Former Anglican priest says sexual relationship with parishioner was consensual
Brandon diocese expresses profound regret, files cross-claim against Nigel Packwood
A former Anglican priest in western Manitoba admits he had a sexual relationship with a parishioner for years, but Nigel Packwood says it was consensual and denies sexually assaulting the woman.
The woman sued Packwood in September, and in his statement of defence filed in court last month, he says the woman "was a willing adult participant to the sexual conduct between them, and in many instances was the initiator of such sexual conduct."
Packwood resigned from his position with the church in August 2016 after the woman made a complaint about him to the bishop of the Anglican Diocese of Brandon.
The woman is also suing the synod of the diocese, which says in its statement of defence that the bishop had required Packwood to renounce his ministry.
The diocese has now filed a cross-claim against Packwood, seeking damages toward the woman's claims and toward the legal costs from the lawsuit.
In its defence statement, the diocese expressed profound regret, offered to co-operate with any criminal investigation if the woman chose to pursue criminal charges and offered to pay for 10 sessions of counselling.
At the same time, the diocese's defence statement describes the woman's claims as excessive, vague, exaggerated and overstated, and says they are "the result of other incidents and events in her life both before and after the alleged actions of Packwood."
Pressured to have sex, woman alleges
The woman, who CBC is not identifying due to the nature of the allegations, began individual pastoral counselling sessions with Packwood in 2001. She alleges that the following year, he began pressuring her to have sex with him and began kissing and fondling her, the statement of claim says.

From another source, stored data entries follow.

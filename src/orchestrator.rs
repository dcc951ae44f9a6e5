//! Fallback orchestrator: resolves a query through the ordered source chain.
//!
//! # Algorithm
//!
//! 1. Look up the cache. A live entry is returned as-is (`cached = true`).
//! 2. Primary index. A non-empty result short-circuits as `Outcome::Primary`.
//! 3. Web search. A non-empty result short-circuits as `Outcome::Web`.
//!    A failure is absorbed (logged, never propagated) and leaves the
//!    generative step with an empty context.
//! 4. Generative answer, given the web items (possibly empty) as context.
//!    Success yields `Outcome::Generated`; failure is terminal and surfaces
//!    as [`ResolveError::AllSourcesExhausted`].
//!
//! Every successful outcome is stored in the cache; a terminal failure stores
//! nothing. Steps run strictly in order, each awaited before the next starts,
//! and no step is retried here (retries belong to the adapter's transport).
//!
//! Concurrent resolutions of the same uncached query are not coalesced: each
//! walks the chain on its own and the last one to finish wins the cache slot.

use std::fmt;
use std::sync::Arc;
use tracing::{debug, error, info, warn};

use crate::cache::ResultCache;
use crate::error::{AdapterError, ResolveError};
use crate::models::{Outcome, Query, Resolution, SearchItem};
use crate::traits::{AnswerAdapter, SearchAdapter};

/// Progress of a single resolution, recorded in logs.
#[derive(Debug, Clone, Copy, PartialEq, Eq)]
pub enum Stage {
    NotStarted,
    TriedPrimary,
    TriedWeb,
    TriedGenerative,
    Resolved,
    Failed,
}

impl fmt::Display for Stage {
    fn fmt(&self, f: &mut fmt::Formatter<'_>) -> fmt::Result {
        let s = match self {
            Stage::NotStarted => "not_started",
            Stage::TriedPrimary => "tried_primary",
            Stage::TriedWeb => "tried_web",
            Stage::TriedGenerative => "tried_generative",
            Stage::Resolved => "resolved",
            Stage::Failed => "failed",
        };
        f.write_str(s)
    }
}

pub struct Orchestrator {
    cache: Arc<ResultCache>,
    primary: Box<dyn SearchAdapter>,
    web: Box<dyn SearchAdapter>,
    generative: Box<dyn AnswerAdapter>,
}

impl Orchestrator {
    pub fn new(
        cache: Arc<ResultCache>,
        primary: Box<dyn SearchAdapter>,
        web: Box<dyn SearchAdapter>,
        generative: Box<dyn AnswerAdapter>,
    ) -> Self {
        Self {
            cache,
            primary,
            web,
            generative,
        }
    }

    pub fn cache(&self) -> &ResultCache {
        &self.cache
    }

    /// Name reported as the `source` of generated answers.
    pub fn generative_name(&self) -> &str {
        self.generative.name()
    }

    /// Resolve `query` through cache, primary, web, then generative.
    pub async fn resolve(&self, query: &Query) -> Result<Resolution, ResolveError> {
        let mut stage;

        if let Some(outcome) = self.cache.lookup(query) {
            debug!(query = %query, stage = %Stage::NotStarted, outcome = outcome.label(), "cache hit");
            return Ok(Resolution {
                outcome,
                cached: true,
            });
        }

        stage = Stage::TriedPrimary;
        let primary_items = self
            .primary
            .resolve(query, &[])
            .await
            .unwrap_or_else(|e| {
                absorb(query, stage, self.primary.name(), &e);
                Vec::new()
            });

        if !primary_items.is_empty() {
            return Ok(self.finish(
                query,
                stage,
                Outcome::Primary {
                    items: primary_items,
                },
            ));
        }

        stage = Stage::TriedWeb;
        let context = match self.web.resolve(query, &[]).await {
            Ok(items) => items,
            Err(e) => {
                absorb(query, stage, self.web.name(), &e);
                Vec::new()
            }
        };

        if !context.is_empty() {
            return Ok(self.finish(query, stage, Outcome::Web { items: context }));
        }

        stage = Stage::TriedGenerative;
        let answer = self.generative.resolve(query, &context).await;

        match answer {
            Ok(answer_text) => Ok(self.finish(query, stage, Outcome::Generated { answer_text })),
            Err(e) => {
                error!(
                    query = %query,
                    stage = %Stage::Failed,
                    adapter = self.generative.name(),
                    kind = e.kind(),
                    error = %e,
                    "all sources exhausted"
                );
                Err(ResolveError::AllSourcesExhausted { source: e })
            }
        }
    }

    /// Call the generative adapter directly with no context, bypassing the
    /// chain and the cache.
    pub async fn ask(&self, prompt: &Query) -> Result<String, AdapterError> {
        let no_context: &[SearchItem] = &[];
        self.generative.resolve(prompt, no_context).await
    }

    fn finish(&self, query: &Query, after: Stage, outcome: Outcome) -> Resolution {
        info!(
            query = %query,
            after = %after,
            stage = %Stage::Resolved,
            outcome = outcome.label(),
            "query resolved"
        );
        self.cache.store(query, outcome.clone());
        Resolution {
            outcome,
            cached: false,
        }
    }
}

fn absorb(query: &Query, stage: Stage, adapter: &str, err: &AdapterError) {
    warn!(
        query = %query,
        stage = %stage,
        adapter,
        kind = err.kind(),
        error = %err,
        "source failed, falling back"
    );
}
//! HTTP gateway.
//!
//! A thin axum adapter over the [`Orchestrator`]: it validates input,
//! invokes the orchestrator, and serializes the outcome.
//!
//! # Endpoints
//!
//! | Method | Path | Description |
//! |--------|------|-------------|
//! | `GET`  | `/search?q=<text>` | Resolve through the fallback chain |
//! | `POST` | `/ai` | Ask the generative model directly (`{"prompt": "..."}`) |
//! | `GET`  | `/health` | Liveness check, no dependency checks |
//! | `GET`  | `/cache/stats` | Result cache counters |
//!
//! # Response Shapes
//!
//! ```json
//! { "source": "web", "results": [{ "title": "...", "snippet": "...", "link": "...", "source": "web" }] }
//! { "source": "openai", "answer": "...", "cached": true }
//! { "assistant": "I", "reply": "..." }
//! { "error": "q must not be empty" }
//! ```
//!
//! `cached` is present (and `true`) only when the outcome came from the cache.
//! Absorbed source failures are never visible to callers; only a terminal
//! failure surfaces, as a 500.
//!
//! # CORS
//!
//! All origins, methods, and headers are permitted.

use anyhow::Context;
use axum::{
    body::Bytes,
    extract::{Query as QueryParams, State},
    http::StatusCode,
    response::{IntoResponse, Response},
    routing::{get, post},
    Json, Router,
};
use serde::{Deserialize, Serialize};
use std::sync::Arc;
use tower_http::cors::{Any, CorsLayer};
use tracing::{info, warn};

use crate::cache::{CacheStats, ResultCache};
use crate::config::Config;
use crate::generative::ChatCompletions;
use crate::models::{Outcome, Query, Resolution, SearchItem};
use crate::orchestrator::Orchestrator;
use crate::primary::create_primary;
use crate::web::WebSearch;

/// Shared application state passed to all route handlers.
#[derive(Clone)]
struct AppState {
    orchestrator: Arc<Orchestrator>,
}

/// Build the orchestrator and its adapters from configuration.
pub fn build_orchestrator(config: &Config) -> anyhow::Result<Orchestrator> {
    let cache = Arc::new(ResultCache::new((&config.cache).into()));
    let primary = create_primary(&config.primary).context("Failed to build primary index")?;
    let web = WebSearch::new(&config.web).context("Failed to build web search client")?;
    let generative =
        ChatCompletions::new(&config.generative).context("Failed to build generative client")?;

    Ok(Orchestrator::new(
        cache,
        primary,
        Box::new(web),
        Box::new(generative),
    ))
}

/// Starts the HTTP gateway on `[server].bind` and serves until terminated.
pub async fn run_server(config: &Config) -> anyhow::Result<()> {
    let orchestrator = Arc::new(build_orchestrator(config)?);
    serve(&config.server.bind, orchestrator).await
}

/// Serve an already-built orchestrator. Used by [`run_server`] and by tests
/// that inject their own adapters.
pub async fn serve(bind: &str, orchestrator: Arc<Orchestrator>) -> anyhow::Result<()> {
    let listener = tokio::net::TcpListener::bind(bind)
        .await
        .with_context(|| format!("Failed to bind {}", bind))?;
    info!(bind = %bind, "gateway listening");

    axum::serve(listener, router(orchestrator)).await?;
    Ok(())
}

/// Route table with CORS applied.
pub fn router(orchestrator: Arc<Orchestrator>) -> Router {
    let cors = CorsLayer::new()
        .allow_origin(Any)
        .allow_methods(Any)
        .allow_headers(Any);

    Router::new()
        .route("/search", get(handle_search))
        .route("/ai", post(handle_ai))
        .route("/health", get(handle_health))
        .route("/cache/stats", get(handle_cache_stats))
        .layer(cors)
        .with_state(AppState { orchestrator })
}

// ============ Error response ============

#[derive(Serialize)]
struct ErrorBody {
    error: String,
}

/// Internal error type that converts into an Axum HTTP response.
struct AppError {
    status: StatusCode,
    message: String,
}

impl IntoResponse for AppError {
    fn into_response(self) -> Response {
        (
            self.status,
            Json(ErrorBody {
                error: self.message,
            }),
        )
            .into_response()
    }
}

fn bad_request(message: impl Into<String>) -> AppError {
    AppError {
        status: StatusCode::BAD_REQUEST,
        message: message.into(),
    }
}

fn internal(message: impl Into<String>) -> AppError {
    AppError {
        status: StatusCode::INTERNAL_SERVER_ERROR,
        message: message.into(),
    }
}

// ============ GET /search ============

#[derive(Deserialize)]
struct SearchParams {
    q: Option<String>,
}

/// JSON body for `GET /search`; exactly one of `results`/`answer` is set.
#[derive(Debug, Serialize, Deserialize, PartialEq)]
pub struct SearchResponse {
    pub source: String,
    #[serde(default, skip_serializing_if = "Option::is_none")]
    pub results: Option<Vec<SearchItem>>,
    #[serde(default, skip_serializing_if = "Option::is_none")]
    pub answer: Option<String>,
    #[serde(default, skip_serializing_if = "std::ops::Not::not")]
    pub cached: bool,
}

impl SearchResponse {
    /// Shape a resolution for the wire. `generative_name` labels generated answers.
    pub fn from_resolution(resolution: Resolution, generative_name: &str) -> Self {
        let cached = resolution.cached;
        match resolution.outcome {
            Outcome::Primary { items } => Self {
                source: "primary".to_string(),
                results: Some(items),
                answer: None,
                cached,
            },
            Outcome::Web { items } => Self {
                source: "web".to_string(),
                results: Some(items),
                answer: None,
                cached,
            },
            Outcome::Generated { answer_text } => Self {
                source: generative_name.to_string(),
                results: None,
                answer: Some(answer_text),
                cached,
            },
        }
    }
}

async fn handle_search(
    State(state): State<AppState>,
    QueryParams(params): QueryParams<SearchParams>,
) -> Result<Json<SearchResponse>, AppError> {
    let query = params
        .q
        .as_deref()
        .and_then(Query::parse)
        .ok_or_else(|| bad_request("q must not be empty"))?;

    let resolution = state
        .orchestrator
        .resolve(&query)
        .await
        .map_err(|e| internal(e.to_string()))?;

    Ok(Json(SearchResponse::from_resolution(
        resolution,
        state.orchestrator.generative_name(),
    )))
}

// ============ POST /ai ============

#[derive(Deserialize)]
struct AiRequest {
    prompt: Option<String>,
}

#[derive(Debug, Serialize, Deserialize, PartialEq)]
pub struct AiResponse {
    pub assistant: String,
    pub reply: String,
}

async fn handle_ai(State(state): State<AppState>, body: Bytes) -> Result<Json<AiResponse>, AppError> {
    let request: AiRequest = serde_json::from_slice(&body)
        .map_err(|e| bad_request(format!("invalid JSON body: {}", e)))?;

    let prompt = request
        .prompt
        .as_deref()
        .and_then(Query::parse)
        .ok_or_else(|| bad_request("prompt must not be empty"))?;

    let reply = state.orchestrator.ask(&prompt).await.map_err(|e| {
        warn!(kind = e.kind(), error = %e, "direct generative call failed");
        internal(e.to_string())
    })?;

    Ok(Json(AiResponse {
        assistant: "I".to_string(),
        reply,
    }))
}

// ============ GET /health ============

#[derive(Serialize)]
struct HealthResponse {
    status: String,
    /// Milliseconds since the Unix epoch.
    ts: i64,
}

async fn handle_health() -> Json<HealthResponse> {
    Json(HealthResponse {
        status: "ok".to_string(),
        ts: chrono::Utc::now().timestamp_millis(),
    })
}

// ============ GET /cache/stats ============

async fn handle_cache_stats(State(state): State<AppState>) -> Json<CacheStats> {
    Json(state.orchestrator.cache().stats())
}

The claim alleges Packwood would sometimes visit the woman at home when he knew her husband would not be there. The woman repeatedly refused to have sex with Packwood, the claim says, until an occasion in 2003 when she "finally relented."
Packwood allegedly forced the woman to submit to sexual intercourse at various locations, which included the church's sanctuary and vestry room. The claim also alleges he "sexually assaulted her on the church pew."
In his statement of defence, Packwood denies those allegations.
"This defendant admits that he had an affair with the plaintiff at the relevant times, but at all times the sexual activities were consensual," Packwood's defence statement says.
He denies the plaintiff's allegation that the relationship between the two "had been a sexually exploitative and abusive one in which her religious faith and her trust in him as a priest and counsellor had been grossly manipulated and betrayed by him to further his own selfish interests at her expense."
The sexual misconduct continued until 2015, the claim alleges, and "none of the sexual activity that occurred between Rev. Packwood and [the plaintiff] was consensual on [her] part."
Packwood denies the allegation in the claim that he was "grossly negligent" in the counselling services he provided to the woman, both individually and jointly with her husband.
Diocese denies breach of duties, negligence
In its defence statement, the diocese says it has not breached any duties to the woman, nor has it been negligent in any fashion.
It also says she failed to mitigate her claims for any injury or damage in a timely way, or at all, and says the action should be dismissed.
Both Packwood and the diocese argue that under Manitoba's Limitation of Actions Act, the woman waited too long to file a lawsuit, which alleges sexual misconduct between 2001 and 2015.
The woman's lawyer filed a reply to that in court, saying there is no time limitation to pursue allegations of assaults of a sexual nature.
In response to the diocese's offer to pay for counselling, the plaintiff's lawyer, Elizabeth Grace, says her client has not been able to receive funding for counselling despite repeated requests.
"It's disappointing that an institution like the Anglican Church that prides itself on being compassionate and caring has provided so little support for one of its members," Grace said.
"I'm hopeful that it will make some funded counselling available to my client."